A lot of commercial dog foods are labeled as nutritionally complete however it is good to make sure that the food is high quality and doesn’t include filler ingredients such as meat by-products, corn or artificial colors, flavors, and preservatives as these contain no nutritional benefits for your German Shepherd and some of them can have a long term negative effect on your GSD’s health.

If you do feed your GSD table scraps or are considering cooking your German Shepherds meals yourself (so you know exactly what is in them) you may find our article on what human foods can, and can’t a German Shepherd eat helpful. 

How long can a German Shepherds live? - Life expectancy of a German Shepherd dog
Dental Care

Dental health can have a big impact on your German Shepherds overall health. According to petMD: By 3 years of age over 80 % of dogs will have some form of gum disease.

The bacteria which cause this gum disease can cause both tooth loss and in some instances, it can cause organ damage by entering the bloodstream and spreading to the liver, heart, and kidneys. This damage can be permanent which will affect the lifespan of your furry companion.

To help prevent the build-up of plaque it is recommended you brush your German Shepherds teeth daily. This can be done with toothpaste specifically designed for dogs and a dog’s toothbrush which sits on the end of your finger. Alternatively, there are treats and toys available which help with dental hygiene.

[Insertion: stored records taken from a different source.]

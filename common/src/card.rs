//! 展開カードの状態
//!
//! 一覧内で展開できるカードは1枚だけ。選択確定は展開中のカードでのみ可能。

/// カード一覧の展開状態
#[derive(Debug, Clone, PartialEq, Eq, Default)]
pub enum CardState<Id> {
    #[default]
    Collapsed,
    Expanded(Id),
}

impl<Id: PartialEq + Clone> CardState<Id> {
    /// カードがタップされた: 展開中なら閉じ、それ以外なら展開
    pub fn tap(&mut self, id: &Id) {
        let next = match &*self {
            CardState::Expanded(current) if current == id => CardState::Collapsed,
            _ => CardState::Expanded(id.clone()),
        };
        *self = next;
    }

    pub fn is_expanded(&self, id: &Id) -> bool {
        matches!(self, CardState::Expanded(current) if current == id)
    }

    pub fn expanded(&self) -> Option<&Id> {
        match self {
            CardState::Expanded(id) => Some(id),
            CardState::Collapsed => None,
        }
    }

    /// 選択を確定（展開中のカードのみ）。確定後は閉じる
    pub fn confirm(&mut self, id: &Id) -> Option<Id> {
        if !self.is_expanded(id) {
            return None;
        }
        *self = CardState::Collapsed;
        Some(id.clone())
    }

    pub fn collapse(&mut self) {
        *self = CardState::Collapsed;
    }
}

How long can a German Shepherds live? - Life expectancy of a German Shepherd dog
Exercise

German Shepherds need to keep active for both their physical and mental health. Originally bred as working dogs they have high energy demands which need to be met. It is recommended the average German Shepherd gets 2 hours of exercise a day.

This daily exercise will help your German Shepherd maintain a healthy weight and keep fit. Exercise will also help stop them from getting bored. A bored German Shepherd can become destructive which can lead to them chewing things they shouldn’t. This could also pose a risk to their health as anything that cannot be dissolved in a dog’s stomach can cause a blockage.

Summary

If well-bred and properly exercised, German Shepherds can live into the late teens and in very rare cases early 20’s, however it is more likely they will live to be around 11 years of age.

Although we may never be able to give them the same length of life as what we get, we can certainly do all we can to ensure every moment we get to spend with them is as special as our furry companions.